Chatham Dockyard acquired its first internal combustion locomotive in 1904, this being a 2-4-0 paraffin locomotive built by R. Hornsby & Sons at their Grantham works in 1903. The locomotive [Works No.7226] was acquired new for the narrow gauge [18in] railway system and named ALECTO. Arriving at Chatham in January 1904, it only ran for a short period before being transferred to the Royal Arsenal Railway at Woolwich.

The first standard gauge diesel locomotive at Chatham was a 0-4-0DE built by W. G. Armstrong, Whitworth & 1933, the locomotive [Works No.D23] arrived at Chatham in 1934 and was named WALMER CASTLE. It ran at the dockyard until being scrapped in 1966.

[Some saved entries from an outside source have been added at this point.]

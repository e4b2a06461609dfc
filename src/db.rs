// ==========================================
// 零部件供应链溯源系统 - SQLite 连接初始化
// ==========================================
// 目标:
// - 统一所有 Connection::open 的 PRAGMA 行为，避免“部分模块外键开启/部分不开启”
// - 统一 busy_timeout，减少并发写入时的偶发 busy 错误
// - 统一 schema 建表入口（维护工具与测试共用同一份 DDL）
// ==========================================

use rusqlite::Connection;
use rusqlite::OptionalExtension;
use std::time::Duration;

/// 默认 busy_timeout（毫秒）
pub const DEFAULT_BUSY_TIMEOUT_MS: u64 = 5_000;

/// 当前代码所期望的 schema_version（与 `scripts/dev_db/schema.sql` 对齐）
///
/// 说明：
/// - 版本号用于**提示/告警**（不做自动迁移），避免静默在旧库上运行导致隐性错误。
pub const CURRENT_SCHEMA_VERSION: i64 = 1;

/// 内嵌的 schema DDL（与维护工具 reset-traceability-db 共用）
const SCHEMA_SQL: &str = include_str!("../scripts/dev_db/schema.sql");

/// 配置 SQLite 连接的统一 PRAGMA
///
/// 说明：
/// - foreign_keys 需要“每个连接”单独开启
/// - busy_timeout 需要“每个连接”单独配置
pub fn configure_sqlite_connection(conn: &Connection) -> rusqlite::Result<()> {
    conn.execute_batch("PRAGMA foreign_keys = ON;")?;
    conn.busy_timeout(Duration::from_millis(DEFAULT_BUSY_TIMEOUT_MS))?;
    Ok(())
}

/// 打开 SQLite 连接并应用统一配置
pub fn open_sqlite_connection(db_path: &str) -> rusqlite::Result<Connection> {
    let conn = Connection::open(db_path)?;
    configure_sqlite_connection(&conn)?;
    Ok(conn)
}

/// 按内嵌 DDL 建表并登记 schema_version（幂等）
pub fn init_schema(conn: &Connection) -> rusqlite::Result<()> {
    conn.execute_batch(SCHEMA_SQL)?;
    conn.execute(
        "INSERT OR IGNORE INTO schema_version (version) VALUES (?1)",
        [CURRENT_SCHEMA_VERSION],
    )?;
    Ok(())
}

/// 读取 schema_version（若表不存在则返回 None）
pub fn read_schema_version(conn: &Connection) -> rusqlite::Result<Option<i64>> {
    let has_table: bool = conn
        .query_row(
            "SELECT 1 FROM sqlite_master WHERE type='table' AND name='schema_version' LIMIT 1",
            [],
            |_row| Ok(true),
        )
        .optional()?
        .unwrap_or(false);

    if !has_table {
        return Ok(None);
    }

    let v: Option<i64> = conn.query_row("SELECT MAX(version) FROM schema_version", [], |row| row.get(0))?;
    Ok(v)
}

In the early 1950's the Admiralty decided to replace their ageing steam locomotive fleet with new diesel locomotives. 6 4wDM locomotives were built by F.C.Hibberd & Co.Ltd. at their Park Royal Works, London. in 1955. In keeping with Chatham tradition, the new diesels were named after Kentish Castles. These being;

  • Works No.3738. ROCHESTER CASTLE
  • Works No.3742. UPNOR CASTLE
  • Works No.3745. LEEDS CASTLE
  • Works No.3770. DOVER CASTLE
  • Works No.3771. COOLING CASTLE
  • Works No.3772. DEAL CASTLE

These locomotives ran at Chatham until the closure of the Dockyard in 1984. One locomotive, ROCHESTER CASTLE, still resides at the Historic Dockyard and is kept in working order. In addition to the Hibberd locomotives, 2 locomotives built by the Hunslet Engine Co. Ltd. were also obtained. These being;

  • Works No.2076, built in 1940 for Sheerness Dockyard, was transferred to Chatham in 1959 and named CHILHAM CASTLE.
    It ran at Chatham until being scrapped in 1969.
  • Works No.6975, was delivered new to Chatham in 1968 and named ALLINGTON CASTLE.
    It ran at Chatham until the closure of the dockyard in 1984. After the closure of the dockyard the locomotive was placed in store for a short period before being transferred to the new commercial docks which opened on the site of No.3 basin. With the reduction of railborne traffic from the commercial docks, the locomotive was declared surplus to requirements and sold. The locomotive was moved to the British Nuclear Fuels site at Sellafield, Cumbria.